According to the American Council of Life Insurers, one in three workers between 35 and 65 will suffer a serious disability.
A Harvard University study reveals that the financial strain associated with a disabling medical condition leads to nearly half of all bankruptcies.
According to the Disability Insurance Marketing Center, disability is 16 times more likely than death to cause a foreclosure.
Employers’ misconceptions are to blame:
They don’t understand the impact of a disability on a personal level; they don’t think their employees want the disability insurance they could provide and they think that disability insurance is too expensive to incorporate into their employee benefit packages.
To sell disability insurance coverage, you need to change these perceptions. For starters, asking a few key questions can help an employer realize their own need for disability coverage, such as, “How long could you live on $840 a week before you would have to make some serious financial and lifestyle compromises?” That is the maximum benefit of California’s state-sponsored disability plan. Many people would get a smaller benefit based on their pre-disability income. In addition, the state benefit only lasts 52 weeks.
Then ask, “How confident are you that you will never experience a chronic, debilitating disease or have an injury that would keep you from returning to your job for more than a year, such as a serious head or spinal injury?” You make that risk far more personal by saying “you” instead of “your employees.”
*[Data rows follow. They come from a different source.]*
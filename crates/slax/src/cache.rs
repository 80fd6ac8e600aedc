//! 🧊 TTL cache: `(key) -> (value, expiry)`, with time passed in from outside.
//!
//! 🧠 Knowledge graph:
//! - Used by: `fetcher::TicketFetcher` (300s for searches, 60s for single lookups)
//! - Time source: whoever calls us. We never read the wall clock ourselves, so a test can
//!   fast-forward five minutes without actually waiting five minutes. Patience is not a test strategy.
//! - Expiry is lazy: stale entries are ignored by `get` and replaced by `insert`.
//!   The fetcher calls `purge_expired` before every insert, so the map never outgrows
//!   what is still fresh plus what is about to be.

use std::collections::HashMap;
use std::hash::Hash;

use chrono::{DateTime, TimeDelta, Utc};

/// 📦 One cached value and the instant it stops being trustworthy.
#[derive(Debug, Clone)]
struct Entry<V> {
    value: V,
    expires_at: DateTime<Utc>,
}

/// 🧊 A map whose values go off like milk.
#[derive(Debug, Clone)]
pub struct TtlCache<K, V> {
    ttl: TimeDelta,
    entries: HashMap<K, Entry<V>>,
}

impl<K, V> TtlCache<K, V>
where
    K: Eq + Hash,
{
    pub fn new(ttl: TimeDelta) -> Self {
        Self {
            ttl,
            entries: HashMap::new(),
        }
    }

    /// 🔍 The value for `key`, if one was inserted less than `ttl` before `now`.
    pub fn get(&self, key: &K, now: DateTime<Utc>) -> Option<&V> {
        self.entries
            .get(key)
            .filter(|entry| now < entry.expires_at)
            .map(|entry| &entry.value)
    }

    /// 📥 Store `value`, valid until `now + ttl`. Replaces whatever was there, fresh or stale.
    pub fn insert(&mut self, key: K, value: V, now: DateTime<Utc>) -> &V {
        // -- an absurd TTL saturates at the end of time instead of overflowing
        let expires_at = now.checked_add_signed(self.ttl).unwrap_or(DateTime::<Utc>::MAX_UTC);
        let slot = self.entries.entry(key).insert_entry(Entry { value, expires_at });
        &slot.into_mut().value
    }

    /// 🧹 Drop everything that has expired as of `now`. Returns how many went in the bin.
    pub fn purge_expired(&mut self, now: DateTime<Utc>) -> usize {
        let before = self.entries.len();
        self.entries.retain(|_, entry| now < entry.expires_at);
        before - self.entries.len()
    }

    /// 📏 Entries currently held, stale ones included until purged.
    pub fn len(&self) -> usize {
        self.entries.len()
    }

    pub fn is_empty(&self) -> bool {
        self.entries.is_empty()
    }
}

#[cfg(test)]
mod tests {
    use super::*;
    use chrono::TimeZone;

    fn noon() -> DateTime<Utc> {
        Utc.with_ymd_and_hms(2025, 3, 1, 12, 0, 0).unwrap()
    }

    #[test]
    fn the_one_where_fresh_milk_is_served_and_sour_milk_is_not() {
        let mut cache = TtlCache::new(TimeDelta::seconds(300));
        cache.insert("active", 42, noon());

        assert_eq!(cache.get(&"active", noon()), Some(&42));
        assert_eq!(
            cache.get(&"active", noon() + TimeDelta::seconds(299)),
            Some(&42),
            "one second before expiry is still fine"
        );
        assert_eq!(
            cache.get(&"active", noon() + TimeDelta::seconds(300)),
            None,
            "expiry instant itself is already stale"
        );
    }

    #[test]
    fn the_one_where_a_reinsert_restarts_the_countdown() {
        let mut cache = TtlCache::new(TimeDelta::seconds(60));
        cache.insert("TKTS-1", "old", noon());
        let later = noon() + TimeDelta::seconds(90);
        assert_eq!(cache.get(&"TKTS-1", later), None);

        cache.insert("TKTS-1", "new", later);
        assert_eq!(cache.get(&"TKTS-1", later + TimeDelta::seconds(30)), Some(&"new"));
        assert_eq!(cache.len(), 1, "replace, not append");
    }

    #[test]
    fn the_one_where_the_janitor_purges_only_the_expired() {
        let mut cache = TtlCache::new(TimeDelta::seconds(60));
        cache.insert("a", 1, noon());
        cache.insert("b", 2, noon() + TimeDelta::seconds(50));

        let purged = cache.purge_expired(noon() + TimeDelta::seconds(70));
        assert_eq!(purged, 1);
        assert_eq!(cache.len(), 1);
        assert_eq!(cache.get(&"b", noon() + TimeDelta::seconds(70)), Some(&2));
    }

    #[test]
    fn the_one_where_a_ttl_longer_than_history_does_not_overflow() {
        let mut cache = TtlCache::new(TimeDelta::MAX);
        cache.insert("forever", 1, noon());
        assert_eq!(cache.get(&"forever", noon() + TimeDelta::days(365 * 100)), Some(&1));
    }
}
Next, industry research can help you demonstrate employees are far more interested in disability insurance than many employers believe. For example, only 52% of employers say disability protection is important compared to 83% of employees who say it is, according to a recent survey of U.S. businesses by the international market research firm GfK NOP. If an employer is hesitant to add disability insurance despite the research findings, offer to survey employees about feelings.
For employers who think disability insurance is too expensive, you can explain the benefits of offering disability coverage in the workplace on a voluntary basis. The employer’s costs are minimal because the employee pays the entire premium. Yet, employees appreciate the opportunity to purchase benefits in the workplace because they get access to convenient payroll deduction, affordable group rates, and guaranteed issue for timely applicants, and possible tax advantages depending on a variety of factors. Be sure to tell the small business owner that they can benefit from this opportunity. That alone can be a powerful purchasing incentive for a voluntary disability benefit.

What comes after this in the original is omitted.